The economic forces behind oil and gold are very similar. Both are natural resources that must be extracted from the earth. Both are available in limited quantities. Both are (or, in the case of gold, will be) essential to the operation of modern society: oil powers our homes and industries, and gold will be the currency in which oil is traded when fiat currencies collapse.

But the big difference – the difference that will give oil the edge over gold in the coming years – is that gold is traded, but oil is traded and consumed. Sure, some gold jewelry leaves the market permanently, buried with its owner or lost while swimming or eaten by the dog, and is never recovered. But even though almost 80% of the world's annual gold production is made into jewelry, all those rings and earrings and gold teeth for rappers are still present on earth and still contribute to the global gold count.

Over the last ten years, as the price of gold tripled, we have seen very clearly the ease with which all that jewelry can re-enter the investment pool. In Italy, the number of Compro Oro or "I Buy Gold" shops has tripled in the last two years. There are now an estimated 28,000 such outlets in the country, and proprietors say Italians of all kinds are coming in to trade their gold jewelry for cash. Since the recession, I have heard similar stories across North America and throughout Europe.
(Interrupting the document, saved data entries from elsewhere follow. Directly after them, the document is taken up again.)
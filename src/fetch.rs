//! Page fetching
//!
//! The [`Fetcher`] trait is the seam between the dispatcher and the network.
//! [`HttpFetcher`] is the default implementation on a blocking reqwest
//! client; the parsed document type is not `Send`, so the whole pipeline
//! runs on one thread.

use crate::config::FetchConfig;
use reqwest::blocking::Client;
use reqwest::header::CONTENT_TYPE;
use reqwest::redirect::Policy;
use thiserror::Error;
use tracing::{debug, instrument, warn};
use url::Url;

/// Error type for fetch operations
#[derive(Debug, Error)]
pub enum FetchFailure {
    /// HTTP client error
    #[error("{0}")]
    Http(#[from] reqwest::Error),

    /// Other errors
    #[error("{0}")]
    Other(String),
}

/// A fetched resource, as seen by handlers
#[derive(Debug, Clone)]
pub struct Response {
    /// URL that was requested
    pub requested_url: Url,

    /// URL the content was finally served from, after redirects
    pub final_url: Url,

    /// HTTP status code
    pub status: u16,

    /// Value of the Content-Type header, if any
    pub content_type: Option<String>,

    /// Raw body bytes
    pub body: Vec<u8>,
}

impl Response {
    /// A 200 HTML response served from `url` without redirects
    pub fn from_html(url: Url, html: impl Into<String>) -> Self {
        Self {
            requested_url: url.clone(),
            final_url: url,
            status: 200,
            content_type: Some("text/html; charset=utf-8".to_string()),
            body: html.into().into_bytes(),
        }
    }

    pub fn is_success(&self) -> bool {
        (200..300).contains(&self.status)
    }

    pub fn was_redirected(&self) -> bool {
        self.requested_url != self.final_url
    }
}

/// Retrieves a resource for the dispatcher
pub trait Fetcher: Send + Sync {
    fn fetch(&self, url: &Url) -> Result<Response, FetchFailure>;
}

/// Fetcher backed by a blocking reqwest client
#[derive(Debug, Clone)]
pub struct HttpFetcher {
    client: Client,
}

impl HttpFetcher {
    /// Create a new fetcher with the given settings
    pub fn new(config: &FetchConfig) -> Result<Self, FetchFailure> {
        let client = Client::builder()
            .timeout(config.timeout())
            .user_agent(config.user_agent.clone())
            .redirect(Policy::limited(config.max_redirects))
            .build()?;

        Ok(Self { client })
    }
}

impl Fetcher for HttpFetcher {
    #[instrument(skip(self), fields(url = %url), level = "debug")]
    fn fetch(&self, url: &Url) -> Result<Response, FetchFailure> {
        let response = self.client.get(url.clone()).send()?;

        let final_url = response.url().clone();
        let status = response.status();
        let content_type = response
            .headers()
            .get(CONTENT_TYPE)
            .and_then(|v| v.to_str().ok())
            .map(str::to_string);

        if !status.is_success() {
            warn!("Fetched {} with status {}", final_url, status);
        }

        let body = response.bytes()?.to_vec();
        debug!(
            "Fetched {} bytes from {} ({})",
            body.len(),
            final_url,
            status
        );

        Ok(Response {
            requested_url: url.clone(),
            final_url,
            status: status.as_u16(),
            content_type,
            body,
        })
    }
}
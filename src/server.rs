//! HTTP API over a shared [`MetaScraper`]
//!
//! Routes:
//!
//! - `GET /` plain-text pointer to the API
//! - `GET /health` liveness probe
//! - `GET /api/meta?url=<url>` the scraped record as JSON
//!
//! Scraping is blocking, so each request runs it on tokio's blocking pool.

use crate::dispatcher::MetaScraper;
use crate::error::ScrapeError;
use axum::{
    Json, Router,
    extract::{Query, State, rejection::QueryRejection},
    http::StatusCode,
    response::{IntoResponse, Response},
    routing::get,
};
use serde::Deserialize;
use std::net::SocketAddr;
use std::sync::Arc;
use tower_http::trace::TraceLayer;
use tracing::{error, info, instrument};

/// Shared state for the web server
pub type AppState = Arc<MetaScraper>;

const MISSING_URL: &str = "`url` parameter is empty or missing.";

/// Query string of `/api/meta`
#[derive(Debug, Deserialize)]
pub struct MetaParams {
    pub url: Option<String>,
}

/// Error body returned with a 400
fn bad_request(message: impl Into<String>, kind: &str) -> Response {
    let body = serde_json::json!({
        "error": message.into(),
        "kind": kind,
    });
    (StatusCode::BAD_REQUEST, Json(body)).into_response()
}

fn scrape_error(err: ScrapeError) -> Response {
    info!("Scrape failed: {}", err);
    bad_request(err.to_string(), err.kind())
}

async fn index() -> &'static str {
    "Please use the API end point."
}

async fn health() -> &'static str {
    "ok"
}

#[instrument(skip(scraper))]
async fn api_meta(
    State(scraper): State<AppState>,
    params: Result<Query<MetaParams>, QueryRejection>,
) -> Response {
    let params = match params {
        Ok(Query(params)) => params,
        Err(rejection) => return bad_request(rejection.body_text(), "invalid_input"),
    };
    let Some(url) = params.url.filter(|u| !u.trim().is_empty()) else {
        return bad_request(MISSING_URL, "invalid_input");
    };

    let result = tokio::task::spawn_blocking(move || scraper.scrape(&url)).await;

    match result {
        Ok(Ok(metadata)) => Json(metadata).into_response(),
        Ok(Err(err)) => scrape_error(err),
        Err(join_err) => {
            error!("Scrape task failed: {}", join_err);
            (StatusCode::INTERNAL_SERVER_ERROR, "internal error").into_response()
        }
    }
}

/// Create the router with all routes
pub fn create_router(scraper: AppState) -> Router {
    Router::new()
        .route("/", get(index))
        .route("/health", get(health))
        .route("/api/meta", get(api_meta))
        .layer(TraceLayer::new_for_http())
        .with_state(scraper)
}

/// Bind `addr` and serve until the process is stopped
pub async fn serve(addr: SocketAddr, scraper: AppState) -> std::io::Result<()> {
    let app = create_router(scraper);

    info!("Starting server at http://{}", addr);
    let listener = tokio::net::TcpListener::bind(addr).await?;
    axum::serve(listener, app).await
}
When the going gets tough, sentimentality gives way to practicality, and families start to see their jewelry boxes as savings accounts. And as the price of gold continues to climb, more and more gold jewelry will return to the market.

So while jewelry takes gold off the market for a time, rarely does gold leave the global pool permanently.

Oil, on the other hand, is constantly consumed. Every day no fewer than 87 million barrels of oil disappear forever in a puff of exhaust, a pile of pills, a bag full of Styrofoam, a replaced asphalt roof, and a new set of seals in Jeff Phillips' 1964 Cadillac convertible.

Oil is traded and consumed. Production only just keeps ahead of demand. No one buys physical oil to hold as an investment – you'd need to bury a tank farm in your backyard, for one, but more importantly that's not the way the oil world works. Rather, the world's black gold is a slippery, moving target, one that is generated and consumed apace.

With each barrel burned, the world's remaining oil reserves become a bit more valuable.

There are lots of reasons why oil prices are headed sky-high in the long term. Oil is increasingly difficult to find and evermore expensive to produce. The environmental, economic, and social risks that burden oil companies become heavier every year. Global demand keeps climbing, and oil-needy nations are racing to lock up foreign reserves to power their futures.

Every time you fill your tank with gas, every time you fly on a plane, every time you throw out a plastic spoon or buy a liter of oil for your chainsaw or add a new tube of mascara to your makeup case, you are consuming oil. The oil used to make those items will never exist again. It is gone, and without it the world has just a bit less oil left to power its future.

As is so often the case with oil, it boils down to basic economics. Demand and production costs are both rising, but availability over the long term is falling. It's a double-whammy price push.

So keep this in mind: When money dies, gold will be a winner, but the biggest winner of all will be oil… and anyone along for the ride will make generational wealth.